Coupable et victime: à la poursuite de la mystérieuse Alex

Pierre Lemaitre – Il y a quelque chose de virtuose dans le thriller "Alex" de Pierre Lemaitre. Celui-ci s'inscrit dans une trilogie romanesque mettant en scène le policier Camille Verhoeven, déjà vu dans "Travail soigné": ça résonne au fil des pages d'"Alex".

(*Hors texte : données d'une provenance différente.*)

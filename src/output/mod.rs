//! Output of engine results
//!
//! - **Visualization**: PNG/SVG figures using plotters
//! - **Export**: `.npy` and CSV files for external analysis
//!
//! # Architecture
//!
//! ```text
//! output/
//! ├── mod.rs              ← This file
//! ├── visualization/      ← Figures
//! │   ├── config.rs
//! │   ├── bifurcation.rs
//! │   ├── density.rs
//! │   └── cobweb.rs
//! └── export/             ← Data files
//!     ├── mod.rs          ← Exporter trait, ExportError
//!     ├── npy.rs
//!     └── csv.rs
//! ```
//!
//! # Quick Start
//!
//! ```rust,ignore
//! use bifurc_rs::output::{plot_density, save_density, DENSITY_IMAGE_FILE, PlotConfig};
//!
//! let histogram = engine.run(&scenario, &config)?;
//! save_density(&histogram, "out")?;                       // out/logmap.npy
//! plot_density(&histogram, DENSITY_IMAGE_FILE, Some(&PlotConfig::density("r ∈ [0.3, 0.5)")))?;
//! ```

pub mod export;
pub mod visualization;

pub use visualization::{
    PlotConfig,
    plot_bifurcation,
    plot_cobweb,
    plot_complex_bifurcation,
    plot_density,
};

pub use export::{
    CsvConfig,
    DENSITY_ARRAY_FILE,
    DENSITY_IMAGE_FILE,
    ExportError,
    Exporter,
    NpyExporter,
    export_lyapunov_csv,
    read_npy_grid,
    save_density,
};
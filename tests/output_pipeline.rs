//! Complete pipelines: run, persist, reload, render

use bifurc_rs::engine::{
    BifurcationEngine, BinEdges, CobwebTracer, CobwebWindow, DensityHistogramEngine, Engine, IterationConfiguration,
    ParameterSweep, Scenario, ScatterSeries,
};
use bifurc_rs::maps::{MapConfiguration, MapParameters};
use bifurc_rs::models::{Exponential, GeneralPolynomial, QuadraticNewton};
use bifurc_rs::output::export::{CsvConfig, CsvExporter, CsvMetadata, Exporter};
use bifurc_rs::output::visualization::PlotConfig;
use bifurc_rs::output::{
    DENSITY_ARRAY_FILE, DENSITY_IMAGE_FILE, export_lyapunov_csv, plot_bifurcation, plot_cobweb, plot_density,
    read_npy_grid, save_density,
};

#[test]
fn test_density_persist_reload_render() {
    let scenario = Scenario::uniform(
        Box::new(GeneralPolynomial),
        MapConfiguration::sweep_alpha(0.0),
        ParameterSweep::arange(0.3, 0.5, 0.005).unwrap(),
        0.0,
    );
    let histogram = DensityHistogramEngine::new(BinEdges::arange(-5.0, 2.0, 0.01).unwrap())
        .run(&scenario, &IterationConfiguration::density_with_warm_up(2, 100, 400, 100))
        .unwrap();

    let dir = tempfile::tempdir().unwrap();

    // ====== .npy ======

    let path = save_density(&histogram, dir.path()).unwrap();
    assert_eq!(path, dir.path().join(DENSITY_ARRAY_FILE));

    let reloaded = read_npy_grid(&path).unwrap();
    assert_eq!(reloaded.dim(), histogram.shape());
    for (a, b) in reloaded.iter().zip(histogram.grid.iter()) {
        assert_eq!(a.to_bits(), b.to_bits());
    }

    // ====== Raster ======

    let image = dir.path().join(DENSITY_IMAGE_FILE);
    let mut config = PlotConfig::density("r ∈ [0.3, 0.5)");
    config.width = 480;
    config.height = 360;
    plot_density(&histogram, image.to_str().unwrap(), Some(&config)).unwrap();
    assert!(image.exists());
}

#[test]
fn test_bifurcation_csv_and_figure() {
    let scenario = Scenario::uniform(
        Box::new(QuadraticNewton),
        MapConfiguration::sweep_alpha(0.5),
        ParameterSweep::linspace(0.0, 2.0, 40).unwrap(),
        0.3,
    );
    let mut scatter = ScatterSeries::new();
    let result = BifurcationEngine::new()
        .run_observed(&scenario, &IterationConfiguration::trajectory(200, 50), &mut scatter)
        .unwrap();
    let lyapunov = result.lyapunov.as_ref().unwrap();

    let dir = tempfile::tempdir().unwrap();

    let csv = dir.path().join("lyapunov.csv");
    let config = CsvConfig::default().with_metadata(CsvMetadata::from_run(&result.metadata));
    export_lyapunov_csv(lyapunov, csv.to_str().unwrap(), Some(&config)).unwrap();
    let content = std::fs::read_to_string(&csv).unwrap();
    assert!(content.contains("# engine: Bifurcation + Lyapunov"));
    assert_eq!(content.lines().filter(|l| !l.starts_with('#')).count(), 41);

    let figure = dir.path().join("newton.svg");
    plot_bifurcation(&scatter, Some(lyapunov), figure.to_str().unwrap(), None).unwrap();
    assert!(figure.exists());
}

#[test]
fn test_exporters_share_one_interface() {
    fn export_all<E: Exporter>(exporter: &E, lyapunov: &bifurc_rs::engine::LyapunovExponent, path: &str) -> bool {
        exporter.export_lyapunov(lyapunov, path).is_ok()
    }

    let scenario = Scenario::uniform(
        Box::new(Exponential),
        MapConfiguration::sweep_alpha(0.0),
        ParameterSweep::linspace(0.0, 1.0, 5).unwrap(),
        -1.0,
    );
    let result = BifurcationEngine::new()
        .run(&scenario, &IterationConfiguration::trajectory(20, 5))
        .unwrap();
    let lyapunov = result.lyapunov.unwrap();

    let dir = tempfile::tempdir().unwrap();
    let csv = dir.path().join("l.csv");
    let npy = dir.path().join("l.npy");
    assert!(export_all(&CsvExporter::default(), &lyapunov, csv.to_str().unwrap()));
    assert!(export_all(&bifurc_rs::output::NpyExporter, &lyapunov, npy.to_str().unwrap()));
}

#[test]
fn test_cobweb_figure() {
    let trace = CobwebTracer::trace(
        &Exponential,
        &MapParameters::default(),
        -1.5,
        &CobwebWindow::new((-3.0, 1.0), (-1.5, 1.5)),
        &IterationConfiguration::cobweb(15),
    )
    .unwrap();

    let dir = tempfile::tempdir().unwrap();
    let path = dir.path().join("cobweb.png");
    plot_cobweb(&trace, path.to_str().unwrap(), Some(&PlotConfig::cobweb("exp(z)(z - 1)"))).unwrap();
    assert!(path.exists());
}
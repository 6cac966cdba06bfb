//! Example: Newton map of z² + αz + β, bifurcation and Lyapunov exponent
//!
//! Sweeps α with β fixed. Where α² < 4β the polynomial has no real root and
//! the real Newton iteration wanders chaotically; elsewhere it converges to a
//! root and the exponent drops to -∞ (superattracting fixed point).
//!
//! ## Outputs (in the system temp directory)
//!
//! - `newton_bifurcation.png`: scatter + Lyapunov panel
//! - `newton_lyapunov.csv`: exponent per α, with a metadata header

use bifurc_rs::engine::{
    BifurcationEngine, IterationConfiguration, NumericErrorGuard, ParameterSweep, Scenario, ScatterSeries,
};
use bifurc_rs::maps::MapConfiguration;
use bifurc_rs::models::QuadraticNewton;
use bifurc_rs::output::export::{CsvConfig, CsvMetadata, export_lyapunov_csv};
use bifurc_rs::output::visualization::{PlotConfig, plot_bifurcation};

use std::time::Instant;

fn main() -> Result<(), Box<dyn std::error::Error>> {
    println!("═══════════════════════════════════════════════════════");
    println!("  Quadratic Newton map - bifurcation diagram");
    println!("═══════════════════════════════════════════════════════\n");

    // ====== Parameters ======

    let beta = 0.5;
    let (alpha_min, alpha_max, entries) = (0.0, 3.0, 2000);
    let (step_count, burn_in) = (400, 100);
    let z0 = 0.3;

    println!("Map: z - (z² + αz + β) / (2z + α)");
    println!("  β          : {}", beta);
    println!("  α          : [{}, {}] ({} values)", alpha_min, alpha_max, entries);
    println!("  steps      : {} (burn-in {})", step_count, burn_in);
    println!("  z0         : {}\n", z0);

    let scenario = Scenario::uniform(
        Box::new(QuadraticNewton),
        MapConfiguration::sweep_alpha(beta),
        ParameterSweep::linspace(alpha_min, alpha_max, entries)?,
        z0,
    );
    let config = IterationConfiguration::trajectory(step_count, burn_in);

    // ====== Run ======

    let start = Instant::now();
    let mut scatter = ScatterSeries::new();
    let result = {
        // orbits hitting the pole are expected here
        let _quiet = NumericErrorGuard::suppress();
        BifurcationEngine::new().run_observed(&scenario, &config, &mut scatter)?
    };
    let elapsed = start.elapsed().as_secs_f64();

    let lyapunov = result.lyapunov.as_ref().ok_or("Lyapunov exponent missing")?;
    let (stable, chaotic) = lyapunov.partition();

    println!("Results:");
    println!("  time             : {:.3} s", elapsed);
    println!("  scatter points   : {}", scatter.len());
    println!("  stable entries   : {}", stable.len());
    println!("  chaotic entries  : {}", chaotic.len());
    println!("  non-finite       : {}\n", lyapunov.non_finite());

    // ====== Outputs ======

    let tmp_dir = std::env::temp_dir();

    let figure = tmp_dir.join("newton_bifurcation.png");
    let mut plot_config = PlotConfig::bifurcation(format!("Quadratic Newton, β = {}", beta));
    plot_config.point_alpha = 0.05;
    plot_bifurcation(&scatter, Some(lyapunov), &figure.to_string_lossy(), Some(&plot_config))?;
    println!("Figure : {}", figure.display());

    let csv = tmp_dir.join("newton_lyapunov.csv");
    let csv_config = CsvConfig::default().with_metadata(CsvMetadata::from_run(&result.metadata));
    export_lyapunov_csv(lyapunov, &csv.to_string_lossy(), Some(&csv_config))?;
    println!("CSV    : {}", csv.display());

    Ok(())
}
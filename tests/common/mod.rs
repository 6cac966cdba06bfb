//! Common utilities for integration tests

pub mod mock_maps;
pub mod test_helpers;

// Re-export commonly used items
pub use mock_maps::{Linear, Logistic, Reciprocal};
pub use test_helpers::{ThresholdOverride, assert_bit_identical, create_uniform_scenario, grid_sum};
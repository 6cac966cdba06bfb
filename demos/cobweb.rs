//! Example: cobweb diagrams of the four map families
//!
//! One figure per family, written to the system temp directory.

use bifurc_rs::engine::{CobwebTracer, CobwebWindow, IterationConfiguration};
use bifurc_rs::maps::MapParameters;
use bifurc_rs::models::MapFamily;
use bifurc_rs::output::visualization::{PlotConfig, plot_cobweb};

fn main() -> Result<(), Box<dyn std::error::Error>> {
    println!("═══════════════════════════════════════════════════════");
    println!("  Cobweb diagrams");
    println!("═══════════════════════════════════════════════════════\n");

    // (family, parameters, z0, window)
    let cases = [
        (MapFamily::QuadraticNewton, MapParameters::new(1.0, 0.5), 0.3, CobwebWindow::square(-3.0, 3.0)),
        (MapFamily::CubicNewton, MapParameters::alpha(1.0), 0.45, CobwebWindow::square(-2.0, 2.0)),
        (MapFamily::GeneralPolynomial, MapParameters::alpha(0.4), 0.7, CobwebWindow::square(-5.0, 5.0)),
        (MapFamily::Exponential, MapParameters::default(), -1.5, CobwebWindow::new((-3.0, 1.0), (-1.5, 1.5))),
    ];

    let tmp_dir = std::env::temp_dir();

    for (family, params, z0, window) in cases {
        let map = family.build();
        let trace = CobwebTracer::trace(map.as_ref(), &params, z0, &window, &IterationConfiguration::cobweb(30))?;

        let last = trace.steps.last().map(|step| step.to).unwrap_or(z0);
        println!("{:<20} z0 = {:<6} z30 = {:.6}", map.name(), z0, last);

        let file_name = format!("cobweb_{}.png", map.name().to_lowercase().replace(' ', "_"));
        let path = tmp_dir.join(file_name);
        plot_cobweb(&trace, &path.to_string_lossy(), Some(&PlotConfig::cobweb(map.name())))?;
        println!("{:<20} {}", "", path.display());
    }

    Ok(())
}
//! Iterative maps
//!
//! This module provides the capability contract every map plug-in implements.
//! A map encapsulates a closed-form formula `z ↦ f(z; α, β)`; it never
//! iterates itself.
//!
//! # Core Concepts
//!
//! - **Iterative Map**: evaluates `f` and reports its discontinuities
//! - **Map Parameters**: named record of parameter values (α, β)
//! - **Map Configuration**: fixed parameters plus the designated swept one
//!
//! # Architecture
//!
//! Maps are **separate from engines**:
//! - The map provides the **formula** (mathematics)
//! - The engine provides the **iteration discipline** (burn-in, accumulation, chunking)
//!
//! Optional capabilities are separate traits, so an engine only demands what
//! it actually uses: the Lyapunov accumulator needs [`DifferentiableMap`], the
//! complex engine needs [`ComplexMap`], the density engine and the cobweb
//! tracer only need [`IterativeMap`].
//!
//! # Implementing a New Map
//!
//! ```rust
//! use bifurc_rs::maps::{IterativeMap, DifferentiableMap, MapParameters};
//!
//! /// f(z) = r·z·(1 - z)
//! struct Logistic;
//!
//! impl IterativeMap for Logistic {
//!     fn evaluate(&self, z: f64, params: &MapParameters) -> f64 {
//!         params.alpha * z * (1.0 - z)
//!     }
//!
//!     fn discontinuities(&self, _params: &MapParameters) -> Vec<f64> {
//!         Vec::new()
//!     }
//!
//!     fn name(&self) -> &str {
//!         "Logistic"
//!     }
//! }
//!
//! impl DifferentiableMap for Logistic {
//!     fn derivative(&self, z: f64, params: &MapParameters) -> f64 {
//!         params.alpha * (1.0 - 2.0 * z)
//!     }
//! }
//! ```
//!
//! # Available Maps
//!
//! See [`crate::models`] for the Newton-map families shipped with the crate.

// module declaration
pub mod parameters;
pub mod traits;

// re-export commonly used types for convenience
pub use parameters::{MapConfiguration, MapParameter, MapParameters};
pub use traits::{AnalyticMap, ComplexMap, DifferentiableMap, IterativeMap};
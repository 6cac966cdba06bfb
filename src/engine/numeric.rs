//! Scoped numeric-error mode
//!
//! Maps are evaluated at and near their poles on purpose, so infinities and
//! NaN are routine. In [`NumericErrorMode::Warn`] the engines report them
//! through `log::warn!`; inside a [`NumericErrorGuard`] they stay quiet.
//!
//! The mode is held per thread. A guard restores the mode it found on every
//! exit path: normal return, `?` early return and unwinding panic.
//!
//! ```rust
//! use bifurc_rs::engine::numeric::{numeric_error_mode, NumericErrorGuard, NumericErrorMode};
//!
//! assert_eq!(numeric_error_mode(), NumericErrorMode::Warn);
//! {
//!     let _quiet = NumericErrorGuard::suppress();
//!     assert_eq!(numeric_error_mode(), NumericErrorMode::Ignore);
//! }
//! assert_eq!(numeric_error_mode(), NumericErrorMode::Warn);
//! ```

use std::cell::Cell;

/// How domain errors met during iteration are reported
#[derive(Debug, Clone, Copy, PartialEq, Eq, Default)]
pub enum NumericErrorMode {
    /// Log a warning with the number of affected values
    #[default]
    Warn,

    /// Say nothing
    Ignore,
}

thread_local! {
    static MODE: Cell<NumericErrorMode> = const { Cell::new(NumericErrorMode::Warn) };
}

/// Current mode of the calling thread
pub fn numeric_error_mode() -> NumericErrorMode {
    MODE.with(Cell::get)
}

/// Scoped change of the numeric-error mode
#[must_use = "the previous mode is restored as soon as the guard is dropped"]
#[derive(Debug)]
pub struct NumericErrorGuard {
    previous: NumericErrorMode,
}

impl NumericErrorGuard {
    /// Switch to `mode` until the guard is dropped
    pub fn enter(mode: NumericErrorMode) -> Self {
        let previous = MODE.with(|cell| cell.replace(mode));
        Self { previous }
    }

    /// Silence domain-error reports until the guard is dropped
    pub fn suppress() -> Self {
        Self::enter(NumericErrorMode::Ignore)
    }

    /// Mode that will be restored
    pub fn previous(&self) -> NumericErrorMode {
        self.previous
    }
}

impl Drop for NumericErrorGuard {
    fn drop(&mut self) {
        MODE.with(|cell| cell.set(self.previous));
    }
}

/// Report `count` domain errors met in `context`, if the mode allows
pub(crate) fn report_domain_error(context: &str, count: usize) {
    if count > 0 && numeric_error_mode() == NumericErrorMode::Warn {
        log::warn!("{}: {} non-finite value(s) encountered", context, count);
    }
}

/// Test-only `log` sink recording warnings per thread
#[cfg(test)]
pub(crate) mod capture {
    use std::sync::{Mutex, Once};
    use std::thread::{self, ThreadId};

    static RECORDS: Mutex<Vec<(ThreadId, String)>> = Mutex::new(Vec::new());
    static INSTALL: Once = Once::new();
    static LOGGER: CaptureLogger = CaptureLogger;

    struct CaptureLogger;

    impl log::Log for CaptureLogger {
        fn enabled(&self, metadata: &log::Metadata<'_>) -> bool {
            metadata.level() <= log::Level::Warn
        }

        fn log(&self, record: &log::Record<'_>) {
            if self.enabled(record.metadata())
                && let Ok(mut records) = RECORDS.lock()
            {
                records.push((thread::current().id(), record.args().to_string()));
            }
        }

        fn flush(&self) {}
    }

    /// Install the capturing logger once per test binary
    pub(crate) fn install() {
        INSTALL.call_once(|| {
            if log::set_logger(&LOGGER).is_ok() {
                log::set_max_level(log::LevelFilter::Warn);
            }
        });
    }

    /// Warnings logged by the calling thread while running `f`
    pub(crate) fn warnings_during<T>(f: impl FnOnce() -> T) -> (T, Vec<String>) {
        let before = own_warnings().len();
        let value = f();
        let warnings = own_warnings().split_off(before);
        (value, warnings)
    }

    fn own_warnings() -> Vec<String> {
        let id = thread::current().id();
        RECORDS
            .lock()
            .map(|records| {
                records
                    .iter()
                    .filter(|(thread, _)| *thread == id)
                    .map(|(_, message)| message.clone())
                    .collect()
            })
            .unwrap_or_default()
    }
}
//! Mock maps for testing
//!
//! These maps have known dynamics, which makes engine output predictable.

use bifurc_rs::maps::{ComplexMap, DifferentiableMap, IterativeMap, MapParameters};
use num_complex::Complex64;

// =================================================================================================
// Linear: f(z) = α z
// =================================================================================================

/// Linear map `f(z) = α z`
///
/// The derivative is constant, so the Lyapunov exponent is exactly `ln|α|`
/// whatever the trajectory.
pub struct Linear;

impl Linear {
    pub fn analytical_exponent(alpha: f64) -> f64 {
        alpha.abs().ln()
    }
}

impl IterativeMap for Linear {
    fn evaluate(&self, z: f64, params: &MapParameters) -> f64 {
        params.alpha * z
    }

    fn discontinuities(&self, _params: &MapParameters) -> Vec<f64> {
        Vec::new()
    }

    fn name(&self) -> &str {
        "Linear"
    }
}

impl DifferentiableMap for Linear {
    fn derivative(&self, _z: f64, params: &MapParameters) -> f64 {
        params.alpha
    }
}

impl ComplexMap for Linear {
    fn evaluate_complex(&self, z: Complex64, params: &MapParameters) -> Complex64 {
        z * params.alpha
    }
}

// =================================================================================================
// Logistic: f(z) = α z (1 - z)
// =================================================================================================

/// Logistic map `f(z) = α z (1 - z)`
///
/// Orbits of `[0, 1]` stay in `[0, 1]` for `α ∈ [0, 4]`.
pub struct Logistic;

impl IterativeMap for Logistic {
    fn evaluate(&self, z: f64, params: &MapParameters) -> f64 {
        params.alpha * z * (1.0 - z)
    }

    fn discontinuities(&self, _params: &MapParameters) -> Vec<f64> {
        Vec::new()
    }

    fn name(&self) -> &str {
        "Logistic"
    }
}

impl DifferentiableMap for Logistic {
    fn derivative(&self, z: f64, params: &MapParameters) -> f64 {
        params.alpha * (1.0 - 2.0 * z)
    }
}

impl ComplexMap for Logistic {
    fn evaluate_complex(&self, z: Complex64, params: &MapParameters) -> Complex64 {
        z * (Complex64::new(1.0, 0.0) - z) * params.alpha
    }
}

// =================================================================================================
// Reciprocal: f(z) = α / z
// =================================================================================================

/// Reciprocal map `f(z) = α / z`, pole at 0
pub struct Reciprocal;

impl IterativeMap for Reciprocal {
    fn evaluate(&self, z: f64, params: &MapParameters) -> f64 {
        params.alpha / z
    }

    fn discontinuities(&self, _params: &MapParameters) -> Vec<f64> {
        vec![0.0]
    }

    fn name(&self) -> &str {
        "Reciprocal"
    }
}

Quelques mots d'abord au sujet de l'impression que laisse le personnage éponyme, c'est-à-dire la fameuse Alex: l'auteur réussit à la faire passer pour une victime dans un premier temps. Puis, au fil des pages, le lecteur s'aperçoit que c'est en fait une criminelle, victime aussi de son enfance, et que les scènes terribles du début du roman ne sont qu'un accident de parcours. Baladé entre une première impression positive et les actes glaçants dont Alex est capable pour se venger d'une enfance volée, le lecteur ne peut être qu'ému par un tel personnage, ambigu, froidement déterminé, à la fois coupable et victime, semblant frapper au hasard.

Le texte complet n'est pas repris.